I think thisnis the hose that needs replacing. Anybody know what this supplies water to. It may be an adaptor hose. Something for routing coolant from the radiator hose to the water pipe - the hose that imsaw running along the block by my transmission? - (whatever the difference between a *radiator pipe* and the *water pipe* is).


----------



## Scigano (Mar 10, 2011)

*bump* don't want this to retire to the back-of-the-bus yet. Tomorrow, I'm going to try scoring the hose and see if this can all be done w/ by Tuesday.


----------



## Scigano (Mar 10, 2011)

Question: how many of those big jugs of Audi/VW coolant do I need to properly refill my cooling system after replacing this hose? Thanks!


----------



## Dub-Nub (Sep 27, 2005)

Scigano said:


> Question: how many of those big jugs of Audi/VW coolant do I need to properly refill my cooling system after replacing this hose? Thanks!

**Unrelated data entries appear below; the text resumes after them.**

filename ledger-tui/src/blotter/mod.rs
//! Blotter row rendering.
//!
//! [`render_row`] turns one [`BlotterRecord`] into a [`BlotterRow`] value
//! holding display strings and abstract color/icon tokens. The table screen
//! maps those tokens onto terminal styles.

pub mod currency_cache;
pub mod title;

pub use currency_cache::CurrencyCache;
pub use title::transaction_title;

use chrono::NaiveDateTime;
use ledger_db::entities::{
    transactions::{BlotterRecord, TransactionStatus},
    NO_CATEGORY_ID,
};
use ledger_db::CurrencyRepository;

pub const TRANSFER_TITLE: &str = "Transfer";

#[derive(Debug, Clone, Copy, PartialEq, Eq)]
pub enum ColorToken {
    /// Same color as the title line
    Default,
    Regular,
    Transfer,
    Positive,
    Negative,
    Future,
}

#[derive(Debug, Clone, Copy, PartialEq, Eq)]
pub enum IconToken {
    Income,
    Expense,
}

/// Left-edge marker color
#[derive(Debug, Clone, Copy, PartialEq, Eq)]
pub enum IndicatorColor {
    Template,
    Restored,
    Pending,
    Unreconciled,
    Cleared,
    Reconciled,
}

impl IndicatorColor {
    pub fn for_record(record: &BlotterRecord) -> Self {
        if record.is_template {
            return Self::Template;
        }
        match record.status {
            TransactionStatus::Restored => Self::Restored,
            TransactionStatus::Pending => Self::Pending,
            TransactionStatus::Unreconciled => Self::Unreconciled,
            TransactionStatus::Cleared => Self::Cleared,
            TransactionStatus::Reconciled => Self::Reconciled,
        }
    }
}

#[derive(Debug, Clone, PartialEq, Eq)]
pub struct BlotterRow {
    pub title: String,
    pub center: String,
    pub center_color: ColorToken,
    pub amount: String,
    pub icon: Option<IconToken>,
    pub icon_color: Option<ColorToken>,
    pub date: String,
    pub date_color: ColorToken,
    pub balance: Option<String>,
    pub indicator: IndicatorColor,
}

#[derive(Debug, Clone)]
pub struct RenderContext {
    pub now: NaiveDateTime,
    pub date_time_format: String,
    pub show_running_balance: bool,
}

impl RenderContext {
    pub fn new(now: NaiveDateTime, date_time_format: impl Into<String>) -> Self {
        Self {
            now,
            date_time_format: date_time_format.into(),
            show_running_balance: true,
        }
    }

    pub fn from_settings(settings: &crate::config::Settings, now: NaiveDateTime) -> Self {
        Self {
            now,
            date_time_format: settings.date_time_format.clone(),
            show_running_balance: settings.show_running_balance,
        }
    }
}

pub fn render_row<R: CurrencyRepository + ?Sized>(
    record: &BlotterRecord,
    currencies: &CurrencyCache<R>,
    ctx: &RenderContext,
) -> BlotterRow {
    let note = record.note.as_deref().unwrap_or_default();
    let amount = record.from_amount;

    let (title, note, center_color) = match record.to_account_title.as_deref() {
        Some(to_account) if record.is_transfer() => {
            let marker = if amount.is_positive() {
                format!("{} »", to_account)
            } else {
                format!("« {}", to_account)
            };
            (TRANSFER_TITLE.to_string(), marker, ColorToken::Transfer)
        }
        _ if record.is_transfer() => {
            let marker = if amount.is_positive() { "»" } else { "«" };
            (TRANSFER_TITLE.to_string(), marker.to_string(), ColorToken::Transfer)
        }
        _ => (
            record.from_account_title.clone(),
            note.to_string(),
            ColorToken::Regular,
        ),
    };

    let category = if record.category_id != NO_CATEGORY_ID {
        record.category_title.as_deref().unwrap_or_default()
    } else {
        ""
    };
    let center = transaction_title(
        record.payee.as_deref().unwrap_or_default(),
        &note,
        record.category_id,
        category,
    );

    let from_currency = currencies.get(record.from_account_currency_id);
    let converted = from_currency.format_amount(amount, true);
    let amount_text = if record.original_currency_id > 0 {
        let original_currency = currencies.get(record.original_currency_id);
        format!(
            "{} ({})",
            original_currency.format_amount(record.original_from_amount, true),
            converted
        )
    } else {
        converted
    };

    let (icon, icon_color) = if amount.is_positive() {
        (Some(IconToken::Income), Some(ColorToken::Positive))
    } else if amount.is_negative() {
        (Some(IconToken::Expense), Some(ColorToken::Negative))
    } else {
        (None, None)
    };

    let date_color = if record.datetime > ctx.now {
        ColorToken::Future
    } else {
        ColorToken::Default
    };

    // Templates never post, so they have no running balance
    let balance = (ctx.show_running_balance && !record.is_template)
        .then(|| from_currency.format_amount(record.from_account_balance, false));

    BlotterRow {
        title,
        center,
        center_color,
        amount: amount_text,
        icon,
        icon_color,
        date: record.datetime.format(&ctx.date_time_format).to_string(),
        date_color,
        balance,
        indicator: IndicatorColor::for_record(record),
    }
}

1 should be fine, 50/50 mix will be plenty.


----------



## Scigano (Mar 10, 2011)

Thanks Dub-Nub :thumbup:


----------



## Scigano (Mar 10, 2011)

Update: well, it turns out it was the coolant flange. again. All the discharge I saw on the coolant-to-water pipe hose was just dripped from that. So _both_ have been replaced. 

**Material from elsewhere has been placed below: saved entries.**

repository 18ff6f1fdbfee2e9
pub mod executor;
pub mod handlers;

pub use crate::events::AppCommand;
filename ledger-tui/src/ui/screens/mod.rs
pub mod blotter_screen;
pub mod editor_screen;
pub mod logs_screen;

use crate::state::{BlotterState, EditorState, LogsState};

#[derive(Debug)]
pub enum Screen {
    Blotter(BlotterState),
    Editor(Box<EditorState>),
    Logs(LogsState),
}
use super::{AppState, LoadingState, StatusMessage};
use crate::events::DataEvent;
use crate::ui::screens::Screen;

/// Pure state transition function for data events.
///
/// The executor produces these after touching the store; nothing here
/// talks to the store again.
pub fn reduce_data_event(state: &mut AppState, event: DataEvent) {
    match event {
        DataEvent::BlotterLoaded { records } => {
            tracing::debug!("Blotter loaded with {} transactions", records.len());
            // The blotter lives at the bottom of the stack, so this also
            // refreshes it while an editor is on top
            if let Some(blotter) = state.blotter_mut() {
                blotter.replace_records(records);
            }
        }

        DataEvent::TransactionSaved { transaction_id } => {
            // Leave the editor that produced the save. A stale event for
            // another transaction must not pop an unrelated screen.
            if matches!(
                state.current_screen(),
                Screen::Editor(editor) if editor.transaction_id() == transaction_id
            ) {
                state.navigate_back();
            }
            state.status = Some(StatusMessage::info(format!(
                "Transaction {} saved",
                transaction_id
            )));
        }

        DataEvent::TransactionSaveFailed {
            transaction_id,
            error,
        } => {
            // The editor stays open so the user can retry or discard
            tracing::error!("Failed to save transaction {}: {}", transaction_id, error);
            state.status = Some(StatusMessage::error(format!("Save failed: {}", error)));
        }

        DataEvent::CategoryCreated { category_id, title } => {
            // The selector has already selected the new category; only
            // report it here
            tracing::debug!("Category {} created as {}", title, category_id);
            state.status = Some(StatusMessage::info(format!("Category {} created", title)));
        }

        DataEvent::LoadError { error } => {
            tracing::error!("Load error: {}", error);
            if let Some(blotter) = state.blotter_mut() {
                // Keep showing existing rows and report through the status
                // line; only an empty blotter switches to the error view
                if blotter.records.is_empty() {
                    blotter.loading = LoadingState::Error(error.clone());
                }
            }
            state.status = Some(StatusMessage::error(error));
        }
    }
}
//! Shared "no data" and error placeholders for tables.

use ratatui::prelude::Rect;
use ratatui::{
    layout::Alignment,
    style::Style,
    text::{Line, Span},
    widgets::{Block, Borders, Paragraph},
    Frame,
};

use crate::ui::theme;

/// Render a centered message with an optional hint below it.
pub fn render_empty_state(
    f: &mut Frame,
    area: Rect,
    title: &str,
    message: &str,
    hint: Option<&str>,
) {
    render_message(f, area, title, message, theme::loading_style(), hint);
}

/// Same layout as the empty state, with the message in the error style
pub fn render_error_state(f: &mut Frame, area: Rect, title: &str, message: &str) {
    render_message(f, area, title, message, theme::error_style(), Some("Press r to retry"));
}

fn render_message(
    f: &mut Frame,
    area: Rect,
    title: &str,
    message: &str,
    style: Style,
    hint: Option<&str>,
) {
    let mut lines = vec![Line::from(""), Line::from(Span::styled(message, style))];

    if let Some(hint_text) = hint {
        lines.push(Line::from(""));
        lines.push(Line::from(Span::styled(
            hint_text,
            theme::help_text_style(),
        )));
    }

    let paragraph = Paragraph::new(lines)
        .alignment(Alignment::Center)
        .block(Block::default().borders(Borders::ALL).title(title));

    f.render_widget(paragraph, area);
}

(why must it be such a leaky mistress?). Issue done with (hopefully).


----------



## ryanj (Sep 15, 2008)

Coolant leaks are almost always a result of over heating. I know you said its not indicating that its over heating, but I am willing to bet that you have at least 1 maybe even 2 burned out cooling fans making your engine run hotter at times and stressing out your system over time.


----------



## Scigano (Mar 10, 2011)

But the fans turn on.


----------



## The36Chambers (Aug 21, 2009)

To answer your second question, there is a low-level switch inside your coolant reservoir. If you look at the bottom of the tank, you'll see a two-pin harness connected to it. As soon as your coolant level drops below that float switch, you'll get a warning on your dash.


----------



## Scigano (Mar 10, 2011)

That's good to know. Now dangerous amounts of coolant-loss can't sneak up on me :laugh:


----------



## Scigano (Mar 10, 2011)

When I first bought the car, I noticed that sometimes when I turned the car off, the fans would stay on. I got worried it could have been an issue, but I was told online that it was normal for the car to do that on hot occasions to keep it cool and maintain an appropriate temperature.

Since being told that, I thought it was okay, but I wanted to bring it up again just to be sure. I'd imagine this would only work if something continued to circulate the coolant around the motor even after the engine is turned off. Is there something that does that?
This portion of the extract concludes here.